- Task statement -
Reproduce, without any change, the span of lines from the opening of the records below to the line containing "use crate::error::Result;", inclusive.

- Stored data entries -
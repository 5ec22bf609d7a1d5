// This Source Code Form is subject to the terms of the Mozilla Public
// License, v. 2.0. If a copy of the MPL was not distributed with this
// file, You can obtain one at https://mozilla.org/MPL/2.0/.

//! Ranking of connected plans by living area

use crate::error::Result;
use crate::region_detector::{is_connected, living_area};
use crate::storage::{clear_images, file_name, list_images, load_rgb};
use crate::types::{DetectionConfig, RankingConfig};
use image::RgbImage;
use serde::Serialize;
use std::fs;
use std::path::Path;

/// A connected plan and its living area in square pixels
#[derive(Debug, Clone, PartialEq, Serialize)]
pub struct RankedPlan {
    pub name: String,
    pub living_area: f64,
}

/// Keep connected plans, largest living area first, at most `top_n`
///
/// Ties keep input order.
pub fn rank_plans<'a, I>(
    images: I,
    detection: &DetectionConfig,
    ranking: &RankingConfig,
) -> Vec<RankedPlan>
where
    I: IntoIterator<Item = (&'a str, &'a RgbImage)>,
{
    let mut ranked: Vec<RankedPlan> = images
        .into_iter()
        .filter(|(name, image)| {
            let connected = is_connected(image, detection, ranking.min_contour_area);
            if !connected {
                tracing::debug!(image = %name, "Skipping plan with disconnected boundary");
            }
            connected
        })
        .map(|(name, image)| RankedPlan {
            name: name.to_string(),
            living_area: living_area(image, detection),
        })
        .collect();

    ranked.sort_by(|a, b| {
        b.living_area
            .partial_cmp(&a.living_area)
            .unwrap_or(std::cmp::Ordering::Equal)
    });
    ranked.truncate(ranking.top_n);
    ranked
}

/// Rank the images in `input` and copy the winners unchanged into `output`
///
/// `output` is cleared first, even when nothing qualifies.
pub fn select_connected_plans(
    input: &Path,
    output: &Path,
    detection: &DetectionConfig,
    ranking: &RankingConfig,
) -> Result<Vec<RankedPlan>> {
    let mut loaded = Vec::new();
    for path in list_images(input)? {
        let name = file_name(&path);
        match load_rgb(&path) {
            Ok(image) => loaded.push((name, image)),
            Err(err) => tracing::warn!(image = %name, error = %err, "Skipping unreadable image"),
        }
    }

    let ranked = rank_plans(
        loaded.iter().map(|(name, image)| (name.as_str(), image)),
        detection,
        ranking,
    );

    clear_images(output)?;
    for plan in &ranked {
        fs::copy(input.join(&plan.name), output.join(&plan.name))?;
    }

    tracing::info!(
        candidates = loaded.len(),
        kept = ranked.len(),
        "Connected-plan ranking complete"
    );
    Ok(ranked)
}

#[cfg(test)]
mod tests {
    use super::*;
    use image::Rgb;
    use tempfile::TempDir;

    fn plan_with_room(room: u32) -> RgbImage {
        let mut img = RgbImage::from_pixel(100, 100, Rgb([255, 255, 255]));
        for y in 10..90 {
            for x in 10..90 {
                let frame = !(13..87).contains(&x) || !(13..87).contains(&y);
                let inside_room = (20..20 + room).contains(&x) && (20..20 + room).contains(&y);
                let color = if frame {
                    [0, 0, 0]
                } else if inside_room {
                    [255, 255, 255]
                } else {
                    [150, 150, 150]
                };
                img.put_pixel(x, y, Rgb(color));
            }
        }
        img
    }

    fn split_plan() -> RgbImage {
        let mut img = RgbImage::from_pixel(200, 100, Rgb([255, 255, 255]));
        for y in 10..90 {
            for x in (10..90).chain(110..190) {
                img.put_pixel(x, y, Rgb([0, 0, 0]));
            }
        }
        img
    }

    #[test]
    fn test_sorted_by_area_and_truncated() {
        let small = plan_with_room(11);
        let large = plan_with_room(41);
        let medium = plan_with_room(21);
        let none = plan_with_room(0);
        let split = split_plan();

        let ranked = rank_plans(
            [
                ("small", &small),
                ("split", &split),
                ("large", &large),
                ("none", &none),
                ("medium", &medium),
            ],
            &DetectionConfig::default(),
            &RankingConfig::default(),
        );

        let names: Vec<&str> = ranked.iter().map(|p| p.name.as_str()).collect();
        assert_eq!(names, vec!["large", "medium", "small"]);
        assert!((ranked[0].living_area - 1600.0).abs() < 1e-9);
    }

    #[test]
    fn test_directory_copy_skips_unreadable_and_clears() {
        let dir = TempDir::new().unwrap();
        let input = dir.path().join("in");
        let output = dir.path().join("out");
        fs::create_dir_all(&input).unwrap();
        fs::create_dir_all(&output).unwrap();

        plan_with_room(21).save(input.join("a.png")).unwrap();
        split_plan().save(input.join("b.png")).unwrap();
        fs::write(input.join("c.png"), b"not a png").unwrap();
        fs::write(output.join("stale.png"), b"x").unwrap();

        let ranked = select_connected_plans(
            &input,
            &output,
            &DetectionConfig::default(),
            &RankingConfig::default(),
        )
        .unwrap();

        assert_eq!(ranked.len(), 1);
        let kept: Vec<String> = list_images(&output)
            .unwrap()
            .iter()
            .map(|p| file_name(p))
            .collect();
        assert_eq!(kept, vec!["a.png"]);
        assert_eq!(
            fs::read(input.join("a.png")).unwrap(),
            fs::read(output.join("a.png")).unwrap()
        );
    }
}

- Task solution -
repository 5ec22bf609d7a1d5
// This Source Code Form is subject to the terms of the Mozilla Public
// License, v. 2.0. If a copy of the MPL was not distributed with this
// file, You can obtain one at https://mozilla.org/MPL/2.0/.

//! Ranking of connected plans by living area

use crate::error::Result;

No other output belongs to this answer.